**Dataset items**
▼
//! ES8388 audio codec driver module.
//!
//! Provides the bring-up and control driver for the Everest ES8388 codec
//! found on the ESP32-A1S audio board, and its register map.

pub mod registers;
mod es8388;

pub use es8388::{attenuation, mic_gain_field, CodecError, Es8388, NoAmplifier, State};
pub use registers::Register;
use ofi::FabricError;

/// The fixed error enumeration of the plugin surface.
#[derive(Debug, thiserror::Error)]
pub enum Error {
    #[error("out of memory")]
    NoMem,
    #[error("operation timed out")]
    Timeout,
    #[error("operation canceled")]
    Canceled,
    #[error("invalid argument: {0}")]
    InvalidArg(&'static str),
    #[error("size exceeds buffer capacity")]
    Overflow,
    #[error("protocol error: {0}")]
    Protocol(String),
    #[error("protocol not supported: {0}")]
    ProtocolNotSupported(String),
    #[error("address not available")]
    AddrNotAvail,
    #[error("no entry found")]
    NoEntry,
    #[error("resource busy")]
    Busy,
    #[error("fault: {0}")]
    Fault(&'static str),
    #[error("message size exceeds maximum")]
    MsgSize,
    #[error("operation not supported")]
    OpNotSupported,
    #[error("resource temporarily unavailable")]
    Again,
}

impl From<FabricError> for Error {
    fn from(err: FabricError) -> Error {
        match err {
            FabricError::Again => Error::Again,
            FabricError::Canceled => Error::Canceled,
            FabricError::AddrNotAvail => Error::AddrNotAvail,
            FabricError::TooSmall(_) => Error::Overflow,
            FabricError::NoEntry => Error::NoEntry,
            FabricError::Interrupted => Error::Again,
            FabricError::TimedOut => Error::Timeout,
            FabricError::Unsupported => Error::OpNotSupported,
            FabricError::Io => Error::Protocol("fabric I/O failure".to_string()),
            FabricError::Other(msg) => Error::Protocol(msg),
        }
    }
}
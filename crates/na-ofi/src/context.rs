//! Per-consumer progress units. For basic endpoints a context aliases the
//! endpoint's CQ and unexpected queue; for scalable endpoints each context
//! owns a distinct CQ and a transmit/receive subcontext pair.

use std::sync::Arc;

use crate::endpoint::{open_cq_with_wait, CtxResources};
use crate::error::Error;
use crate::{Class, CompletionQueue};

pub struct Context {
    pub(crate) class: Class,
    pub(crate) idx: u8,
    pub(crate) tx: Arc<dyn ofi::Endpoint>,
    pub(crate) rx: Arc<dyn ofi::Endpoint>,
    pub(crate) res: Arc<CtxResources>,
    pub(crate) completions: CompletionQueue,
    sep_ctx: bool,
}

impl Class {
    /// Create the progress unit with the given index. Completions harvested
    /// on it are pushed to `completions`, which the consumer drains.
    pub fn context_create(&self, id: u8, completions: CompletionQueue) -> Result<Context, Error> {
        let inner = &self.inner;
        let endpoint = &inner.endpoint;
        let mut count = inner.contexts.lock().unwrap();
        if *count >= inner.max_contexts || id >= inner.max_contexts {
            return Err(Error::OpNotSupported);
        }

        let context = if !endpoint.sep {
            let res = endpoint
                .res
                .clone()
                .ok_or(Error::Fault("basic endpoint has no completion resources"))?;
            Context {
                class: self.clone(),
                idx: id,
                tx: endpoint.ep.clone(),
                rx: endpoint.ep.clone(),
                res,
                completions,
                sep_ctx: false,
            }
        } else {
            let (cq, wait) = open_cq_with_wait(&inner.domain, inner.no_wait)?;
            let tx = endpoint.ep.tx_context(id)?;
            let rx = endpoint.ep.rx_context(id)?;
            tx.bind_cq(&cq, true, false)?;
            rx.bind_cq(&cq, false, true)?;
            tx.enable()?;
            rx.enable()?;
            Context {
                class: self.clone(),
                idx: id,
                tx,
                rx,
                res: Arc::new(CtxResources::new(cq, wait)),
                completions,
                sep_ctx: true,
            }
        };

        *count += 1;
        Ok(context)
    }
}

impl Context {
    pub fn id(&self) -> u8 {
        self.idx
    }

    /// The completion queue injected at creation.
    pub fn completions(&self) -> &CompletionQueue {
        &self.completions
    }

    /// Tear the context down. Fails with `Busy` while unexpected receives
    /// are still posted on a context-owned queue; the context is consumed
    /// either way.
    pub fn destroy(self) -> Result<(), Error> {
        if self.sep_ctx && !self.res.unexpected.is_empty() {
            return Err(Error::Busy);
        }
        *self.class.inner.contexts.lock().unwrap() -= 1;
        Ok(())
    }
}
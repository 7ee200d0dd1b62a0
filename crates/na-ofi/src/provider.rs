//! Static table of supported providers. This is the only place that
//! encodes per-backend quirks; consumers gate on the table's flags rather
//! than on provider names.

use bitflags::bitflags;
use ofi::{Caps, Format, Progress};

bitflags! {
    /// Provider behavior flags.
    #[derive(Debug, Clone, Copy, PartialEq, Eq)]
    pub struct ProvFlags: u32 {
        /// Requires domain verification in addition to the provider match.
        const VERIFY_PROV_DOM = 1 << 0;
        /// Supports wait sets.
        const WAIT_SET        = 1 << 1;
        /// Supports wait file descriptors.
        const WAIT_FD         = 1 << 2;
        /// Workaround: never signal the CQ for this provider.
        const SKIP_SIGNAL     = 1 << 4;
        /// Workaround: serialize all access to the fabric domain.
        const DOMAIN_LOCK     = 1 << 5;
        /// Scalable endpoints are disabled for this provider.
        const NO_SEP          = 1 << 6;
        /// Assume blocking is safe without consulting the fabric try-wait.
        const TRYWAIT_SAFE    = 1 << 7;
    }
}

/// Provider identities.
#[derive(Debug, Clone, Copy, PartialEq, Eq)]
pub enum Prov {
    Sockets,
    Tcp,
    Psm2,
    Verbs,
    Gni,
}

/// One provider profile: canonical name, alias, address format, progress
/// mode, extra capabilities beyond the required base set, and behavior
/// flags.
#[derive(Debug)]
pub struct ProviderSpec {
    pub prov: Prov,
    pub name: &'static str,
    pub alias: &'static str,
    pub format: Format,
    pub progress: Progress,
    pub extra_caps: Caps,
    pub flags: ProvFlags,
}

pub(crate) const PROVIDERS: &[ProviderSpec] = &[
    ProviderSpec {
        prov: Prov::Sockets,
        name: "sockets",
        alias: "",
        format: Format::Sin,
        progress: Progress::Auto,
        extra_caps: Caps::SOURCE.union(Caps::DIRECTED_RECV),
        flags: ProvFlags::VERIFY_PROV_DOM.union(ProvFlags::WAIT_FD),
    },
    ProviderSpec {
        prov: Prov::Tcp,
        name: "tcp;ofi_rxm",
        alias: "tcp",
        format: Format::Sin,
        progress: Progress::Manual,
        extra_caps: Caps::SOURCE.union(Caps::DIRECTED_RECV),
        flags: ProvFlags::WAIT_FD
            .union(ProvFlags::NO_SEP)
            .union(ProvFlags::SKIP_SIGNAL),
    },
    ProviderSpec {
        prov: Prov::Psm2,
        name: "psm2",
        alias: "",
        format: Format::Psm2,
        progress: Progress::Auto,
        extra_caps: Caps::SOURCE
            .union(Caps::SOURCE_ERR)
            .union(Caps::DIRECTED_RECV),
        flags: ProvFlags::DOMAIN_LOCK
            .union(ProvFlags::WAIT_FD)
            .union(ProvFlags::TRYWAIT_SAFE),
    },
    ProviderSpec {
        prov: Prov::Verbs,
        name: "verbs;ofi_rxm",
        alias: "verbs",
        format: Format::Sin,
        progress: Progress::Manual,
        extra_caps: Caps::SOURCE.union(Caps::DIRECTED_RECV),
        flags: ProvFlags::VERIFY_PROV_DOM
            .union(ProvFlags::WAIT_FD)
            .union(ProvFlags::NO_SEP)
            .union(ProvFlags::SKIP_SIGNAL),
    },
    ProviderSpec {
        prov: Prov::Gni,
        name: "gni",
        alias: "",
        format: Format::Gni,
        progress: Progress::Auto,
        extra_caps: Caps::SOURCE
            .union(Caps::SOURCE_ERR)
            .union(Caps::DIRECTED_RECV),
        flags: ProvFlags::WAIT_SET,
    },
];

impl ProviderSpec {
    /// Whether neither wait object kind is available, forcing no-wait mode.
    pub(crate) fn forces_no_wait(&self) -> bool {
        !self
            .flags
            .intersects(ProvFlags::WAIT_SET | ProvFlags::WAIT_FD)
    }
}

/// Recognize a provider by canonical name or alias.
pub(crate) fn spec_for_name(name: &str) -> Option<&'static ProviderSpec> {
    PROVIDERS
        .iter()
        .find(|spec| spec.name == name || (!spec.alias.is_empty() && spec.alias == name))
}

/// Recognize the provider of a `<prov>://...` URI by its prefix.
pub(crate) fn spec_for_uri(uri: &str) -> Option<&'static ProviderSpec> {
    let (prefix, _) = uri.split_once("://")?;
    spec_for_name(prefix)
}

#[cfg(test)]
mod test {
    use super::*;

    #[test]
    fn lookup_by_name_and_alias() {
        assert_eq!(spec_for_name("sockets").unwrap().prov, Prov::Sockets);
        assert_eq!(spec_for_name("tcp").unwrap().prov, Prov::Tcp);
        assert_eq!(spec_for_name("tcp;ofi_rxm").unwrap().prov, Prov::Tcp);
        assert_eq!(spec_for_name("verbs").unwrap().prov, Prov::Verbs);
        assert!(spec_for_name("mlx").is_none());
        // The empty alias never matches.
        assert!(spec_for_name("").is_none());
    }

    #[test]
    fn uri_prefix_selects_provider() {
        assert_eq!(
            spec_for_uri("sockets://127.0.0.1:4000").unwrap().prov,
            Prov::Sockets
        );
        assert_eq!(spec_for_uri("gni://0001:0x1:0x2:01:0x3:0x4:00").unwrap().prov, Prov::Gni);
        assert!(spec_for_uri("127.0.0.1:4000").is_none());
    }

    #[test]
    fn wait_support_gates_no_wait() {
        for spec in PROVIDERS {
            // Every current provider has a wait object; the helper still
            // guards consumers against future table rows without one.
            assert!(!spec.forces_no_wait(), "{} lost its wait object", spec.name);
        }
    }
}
▲
**Assigned task**
Scan the entries above for lines with "behavior" in them, then report how many there are as a plain number.

**Answer for the task**
2